All notices or other communications required or permitted to be given by any party to any other party pursuant to the terms of this Agreement
shall be in writing, unless otherwise specified, and if sent to the Sales Agent, shall be delivered to:
Oppenheimer & Co. Inc.
85 Broad Street, 26th Floor
New York, NY 10004
Attention: Peter Vogelsang, Office of General Counsel
Telephone: (212) 667-8195
Email: peter.vogelsang@opco.com
with a copy (which shall not constitute notice)
to:
Mintz, Levin, Cohn, Ferris, Glovsky and Popeo, P.C.
919 Third Avenue
New York, New York 10017
Attention: Ivan K. Blumenthal, Esq.
Email: IKBlumenthal@mintz.com
and if to the Company, shall be delivered to:
Gain Therapeutics, Inc.
4800 Montgomery Lane, Suite 220
Bethesda,
Maryland 20814
Attention: Gene Mack, Interim Chief Executive Officer and Chief Financial Officer
Email: gmack@gaintherapeutics.com
with
a copy (which shall not constitute notice) to:
Lowenstein Sandler
One Lowenstein Drive
Roseland, NJ 07068
Attention: Steven Skolnick
Email: sskolnick@lowenstein.com
Each party may change such
address for notices by sending to the other party to this Agreement written notice of a new address for such purpose. Each such notice
or other communication shall be deemed given (i) when delivered personally or by verifiable facsimile transmission (with an original
to follow) on or before 4:30 p.m., New York City time, on a Business Day or, if such day is not a Business Day, on the next succeeding
Business Day, (ii) on the next Business Day after timely delivery to a nationally-recognized overnight courier and (iii) on
the Business Day actually received if deposited in the U.S. mail (certified or registered mail, return receipt requested, postage prepaid).

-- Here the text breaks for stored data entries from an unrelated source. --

//! Merging a script folder into one compilation unit.
//!
//! The entry file holds top-level statements; every other file contributes
//! declarations. A declaration is copied into the unit when its name is
//! mentioned by the entry file or by another copied declaration.

mod emit;
mod parse;
mod refs;
mod source;

use std::collections::{BTreeMap, BTreeSet};

use rustc_hash::FxHashSet;
use thiserror::Error;

pub use emit::{LineMap, SourceLocation};
pub use parse::DeclKind;

use crate::script::{DEFAULT_ENTRY, ScriptFile};
use emit::UnitWriter;
use parse::{Declaration, ParsedModule};

/// Host-side script API compiled into every unit.
pub const SCRIPT_PRELUDE: &str = include_str!("../../assets/script_prelude.rs");

/// Symbol exported by every compiled unit.
pub const ENTRY_SYMBOL: &str = "rscript_entry";

/// Imports every unit starts with. Globs, so user imports of the same names
/// shadow them instead of clashing.
const HEADER_IMPORTS: &[&str] = &[
    "use std::collections::*;",
    "use crate::__rscript::prelude::*;",
];

const LINT_ALLOWS: &str = "#![allow(dead_code, unused_imports, unused_macros, unused_mut, unused_variables)]";

/// Errors raised while combining.
#[derive(Debug, Clone, PartialEq, Eq, Error)]
pub enum CombineError {
    /// No file matches the entry name.
    #[error("entry file '{entry}' not found among {available} submitted file(s)")]
    MissingEntry { entry: String, available: usize },

    /// Two files match the entry name, e.g. `Main.rs` and `main.rs`.
    #[error("both {first} and {second} match entry '{entry}'")]
    AmbiguousEntry {
        entry: String,
        first: String,
        second: String,
    },

    /// Two non-entry files declare the same referenced name.
    #[error("'{name}' is declared in both {first} and {second}")]
    DuplicateDeclaration {
        name: String,
        first: String,
        second: String,
    },

    /// A file failed to parse.
    #[error("{file}:{line}:{column}: {message}")]
    Syntax {
        file: String,
        line: usize,
        column: usize,
        message: String,
    },
}

impl CombineError {
    /// Compiler-style diagnostic line for this error.
    pub fn diagnostic(&self) -> String {
        match self {
            CombineError::Syntax {
                file,
                line,
                column,
                message,
            } => format!("{}:{}:{}: error: {}", file, line, column, message),
            other => format!("error: {}", other),
        }
    }
}

/// A declaration copied into the unit, for reports.
#[derive(Debug, Clone, PartialEq, Eq)]
pub struct IncludedItem {
    pub file: String,
    pub kind: DeclKind,
    pub name: String,
    pub line: usize,
}

/// What the combiner did, written next to `--emit` output.
#[derive(Debug, Clone, Default, PartialEq, Eq)]
pub struct CombineReport {
    pub entry: String,
    /// Names that resolved to at least one declaration, sorted.
    pub referenced: Vec<String>,
    pub included: Vec<IncludedItem>,
    pub imports: Vec<String>,
}

impl CombineReport {
    pub fn render(&self) -> String {
        let mut out = String::new();
        out.push_str(&format!("Entry: {}\n", self.entry));
        out.push_str(&format!("Referenced: {}\n", self.referenced.join(", ")));
        out.push_str("Included:\n");
        for item in &self.included {
            out.push_str(&format!(
                "  {}:{}  {} {}\n",
                item.file,
                item.line,
                item.kind.label(),
                item.name
            ));
        }
        out.push_str("Imports:\n");
        for import in &self.imports {
            out.push_str(&format!("  {}\n", import));
        }
        out
    }
}

/// The synthesized compilation unit.
#[derive(Debug, Clone)]
pub struct CombinedUnit {
    source: String,
    line_map: LineMap,
    report: CombineReport,
}

impl CombinedUnit {
    pub fn source(&self) -> &str {
        &self.source
    }

    pub fn line_map(&self) -> &LineMap {
        &self.line_map
    }

    pub fn report(&self) -> &CombineReport {
        &self.report
    }

    /// Name of the entry file this unit was built from.
    pub fn entry_file(&self) -> &str {
        &self.report.entry
    }
}

/// Merges script files around a named entry file.
#[derive(Debug, Clone)]
pub struct Combiner {
    entry: String,
}

impl Default for Combiner {
    fn default() -> Self {
        Self::new(DEFAULT_ENTRY)
    }
}

impl Combiner {
    pub fn new(entry: impl Into<String>) -> Self {
        Self {
            entry: entry.into(),
        }
    }

    pub fn entry(&self) -> &str {
        &self.entry
    }

    /// The file whose stem matches the entry name.
    pub fn find_entry<'a>(&self, files: &'a [ScriptFile]) -> Result<&'a ScriptFile, CombineError> {
        let mut matches = files.iter().filter(|f| f.is_entry(&self.entry));
        let first = matches.next().ok_or_else(|| CombineError::MissingEntry {
            entry: self.entry.clone(),
            available: files.len(),
        })?;
        if let Some(second) = matches.next() {
            return Err(CombineError::AmbiguousEntry {
                entry: self.entry.clone(),
                first: first.name.clone(),
                second: second.name.clone(),
            });
        }
        Ok(first)
    }

    /// Build the unit. Output is byte-identical for identical input.
    pub fn combine(&self, files: &[ScriptFile]) -> Result<CombinedUnit, CombineError> {
        let entry_file = self.find_entry(files)?;
        let entry = parse::parse_entry(entry_file)?;

        let mut others: Vec<&ScriptFile> = files
            .iter()
            .filter(|f| !std::ptr::eq(*f, entry_file))
            .collect();
        others.sort_by(|a, b| a.name.cmp(&b.name));
        let modules = others
            .into_iter()
            .map(parse::parse_module)
            .collect::<Result<Vec<_>, _>>()?;

        let resolution = resolve(&entry.idents, &entry.declarations, &modules)?;

        let mut imports: BTreeMap<&str, (&str, usize)> = BTreeMap::new();
        for import in &entry.imports {
            imports
                .entry(import.text.as_str())
                .or_insert((entry_file.name.as_str(), import.line));
        }
        for (index, module) in modules.iter().enumerate() {
            if !resolution.included.iter().any(|(file, _)| *file == index) {
                continue;
            }
            for import in &module.imports {
                imports
                    .entry(import.text.as_str())
                    .or_insert((module.file.as_str(), import.line));
            }
        }

        let mut writer = UnitWriter::new();
        writer.line("// Generated by rscript. Do not edit.");
        writer.line(&format!("// Entry: {}", entry_file.name));
        writer.line(LINT_ALLOWS);
        writer.blank();
        for import in HEADER_IMPORTS {
            writer.line(import);
        }
        for (text, (file, line)) in &imports {
            writer.copied(text, file, *line);
        }
        writer.blank();

        writer.line("#[macro_use]");
        writer.line("mod __rscript {");
        writer.line(SCRIPT_PRELUDE);
        writer.line("}");
        writer.blank();

        // `macro_rules!` is only in scope after its definition, so every
        // included macro goes first.
        let mut included = Vec::new();
        for macros in [true, false] {
            let mut current_file = None;
            for &(file_index, decl_index) in &resolution.included {
                let module = &modules[file_index];
                let decl = &module.declarations[decl_index];
                if (decl.kind == DeclKind::Macro) != macros {
                    continue;
                }
                if current_file != Some(file_index) {
                    writer.line(&format!("// {}", module.file));
                    current_file = Some(file_index);
                }
                writer.copied(&decl.text, &module.file, decl.line);
                writer.blank();
                included.push(IncludedItem {
                    file: module.file.clone(),
                    kind: decl.kind,
                    name: decl.display_name(),
                    line: decl.line,
                });
            }

            let mut entry_decls = entry
                .declarations
                .iter()
                .filter(|decl| (decl.kind == DeclKind::Macro) == macros)
                .peekable();
            if entry_decls.peek().is_some() {
                writer.line(&format!("// {}", entry_file.name));
            }
            for decl in entry_decls {
                writer.copied(&decl.text, &entry_file.name, decl.line);
                writer.blank();
                included.push(IncludedItem {
                    file: entry_file.name.clone(),
                    kind: decl.kind,
                    name: decl.display_name(),
                    line: decl.line,
                });
            }
        }

        writer.line("fn execute(script: &Script) {");
        writer.line("let doc = script.document();");
        writer.copied(&entry.body, &entry_file.name, 1);
        writer.line("}");
        writer.blank();
        writer.line("#[no_mangle]");
        writer.line(&format!(
            "pub unsafe extern \"C\" fn {}(api: *const __rscript::HostApi) -> i32 {{",
            ENTRY_SYMBOL
        ));
        writer.line("    __rscript::run(api, execute)");
        writer.line("}");

        let (source, line_map) = writer.finish();
        let report = CombineReport {
            entry: entry_file.name.clone(),
            referenced: resolution.resolved.into_iter().collect(),
            included,
            imports: imports.keys().map(|s| s.to_string()).collect(),
        };
        tracing::debug!(
            entry = %report.entry,
            files = files.len(),
            declarations = report.included.len(),
            imports = report.imports.len(),
            "combined script"
        );

        Ok(CombinedUnit {
            source,
            line_map,
            report,
        })
    }
}

struct Resolution {
    /// `(module index, declaration index)` in file-name then source order.
    included: BTreeSet<(usize, usize)>,
    resolved: BTreeSet<String>,
}

/// Transitive closure of declarations reachable from the entry identifiers.
fn resolve(
    entry_idents: &[String],
    entry_declarations: &[Declaration],
    modules: &[ParsedModule],
) -> Result<Resolution, CombineError> {
    let entry_names: FxHashSet<&str> = entry_declarations
        .iter()
        .filter_map(|d| d.name.as_deref())
        .collect();

    let mut named: BTreeMap<&str, Vec<(usize, usize)>> = BTreeMap::new();
    let mut impls: BTreeMap<&str, Vec<(usize, usize)>> = BTreeMap::new();
    for (file_index, module) in modules.iter().enumerate() {
        for (decl_index, decl) in module.declarations.iter().enumerate() {
            let key = (file_index, decl_index);
            match (&decl.name, &decl.owner) {
                (Some(name), _) => named.entry(name.as_str()).or_default().push(key),
                (None, Some(owner)) => impls.entry(owner.as_str()).or_default().push(key),
                (None, None) => {}
            }
        }
    }

    let mut referenced: FxHashSet<&str> = entry_idents.iter().map(String::as_str).collect();
    // Reverse order so names are processed alphabetically.
    let mut pending: Vec<&str> = entry_idents.iter().rev().map(String::as_str).collect();
    let mut included = BTreeSet::new();
    let mut resolved = BTreeSet::new();

    while let Some(name) = pending.pop() {
        let mut hits: Vec<(usize, usize)> = Vec::new();
        if !entry_names.contains(name) {
            if let Some(decls) = named.get(name) {
                let first_file = decls[0].0;
                if let Some(other) = decls.iter().find(|(file, _)| *file != first_file) {
                    return Err(CombineError::DuplicateDeclaration {
                        name: name.to_string(),
                        first: modules[first_file].file.clone(),
                        second: modules[other.0].file.clone(),
                    });
                }
                hits.extend(decls);
            }
        }
        if let Some(decls) = impls.get(name) {
            hits.extend(decls);
        }

        for key in hits {
            resolved.insert(name.to_string());
            if !included.insert(key) {
                continue;
            }
            let decl = &modules[key.0].declarations[key.1];
            for ident in decl.idents.iter().rev() {
                if referenced.insert(ident.as_str()) {
                    pending.push(ident.as_str());
                }
            }
        }
    }

    Ok(Resolution { included, resolved })
}

#[cfg(test)]
mod tests {
    use super::*;

    fn files(pairs: &[(&str, &str)]) -> Vec<ScriptFile> {
        pairs
            .iter()
            .map(|(name, content)| ScriptFile::new(*name, *content))
            .collect()
    }

    #[test]
    fn test_missing_entry() {
        let err = Combiner::default()
            .combine(&files(&[("Foo.rs", "struct Foo;")]))
            .unwrap_err();
        assert_eq!(
            err,
            CombineError::MissingEntry {
                entry: "Main".to_string(),
                available: 1
            }
        );
    }

    #[test]
    fn test_ambiguous_entry() {
        let err = Combiner::default()
            .combine(&files(&[("Main.rs", ""), ("main.rs", "")]))
            .unwrap_err();
        assert!(matches!(err, CombineError::AmbiguousEntry { .. }));
    }

    #[test]
    fn test_header_and_entry_symbol() {
        let unit = Combiner::default()
            .combine(&files(&[("Main.rs", "print(\"hi\");")]))
            .unwrap();
        let source = unit.source();
        assert_eq!(source.matches(ENTRY_SYMBOL).count(), 1);
        assert!(source.contains("mod __rscript {"));
        assert!(source.contains("fn execute(script: &Script) {"));
        assert!(source.contains("print(\"hi\");"));
    }

    #[test]
    fn test_unreferenced_files_are_left_out() {
        let unit = Combiner::default()
            .combine(&files(&[
                ("Main.rs", "let n = 1;"),
                ("Unused.rs", "use std::fmt;\nstruct Unused;"),
            ]))
            .unwrap();
        assert!(!unit.source().contains("struct Unused"));
        assert!(!unit.source().contains("use std::fmt;"));
        assert!(unit.report().included.is_empty());
    }

    #[test]
    fn test_syntax_error_in_support_file() {
        let err = Combiner::default()
            .combine(&files(&[("Main.rs", "let n = 1;"), ("Bad.rs", "struct {")]))
            .unwrap_err();
        match &err {
            CombineError::Syntax { file, line, .. } => {
                assert_eq!(file, "Bad.rs");
                assert_eq!(*line, 1);
            }
            other => panic!("unexpected error: {other}"),
        }
        assert!(err.diagnostic().starts_with("Bad.rs:1:"));
    }

    #[test]
    fn test_report_render() {
        let unit = Combiner::default()
            .combine(&files(&[
                ("Main.rs", "let a = Area::new(2.0);"),
                ("Area.rs", "pub struct Area(f64);\nimpl Area { pub fn new(v: f64) -> Self { Area(v) } }"),
            ]))
            .unwrap();
        let text = unit.report().render();
        assert!(text.contains("Entry: Main.rs"));
        assert!(text.contains("Area.rs:1  struct Area"));
        assert!(text.contains("Area.rs:2  impl Area"));
    }
}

For purposes of this Agreement, “Business Day” shall mean any day on which the Exchange and commercial banks
in the City of New York are open for business.
An electronic communication
(“Electronic Notice”) shall be deemed written notice for purposes of this Section 12 if sent to
the electronic mail address specified by the receiving party under separate cover. Electronic Notice shall be deemed received at the
time the party sending Electronic Notice receives confirmation of receipt by the receiving party (other than pursuant to auto-reply).
Any party receiving Electronic Notice may request and shall be entitled to receive the notice on paper, in a nonelectronic form (“Nonelectronic
Notice”) which shall be sent to the requesting party within ten (10) days of receipt of the written request for Nonelectronic
Notice.
13. Successors
and Assigns. This Agreement shall inure to the benefit of and be binding upon the Company and the Sales Agent and their respective
successors and permitted assigns and, as to Sections 5(b) and 9, the other indemnified parties specified therein.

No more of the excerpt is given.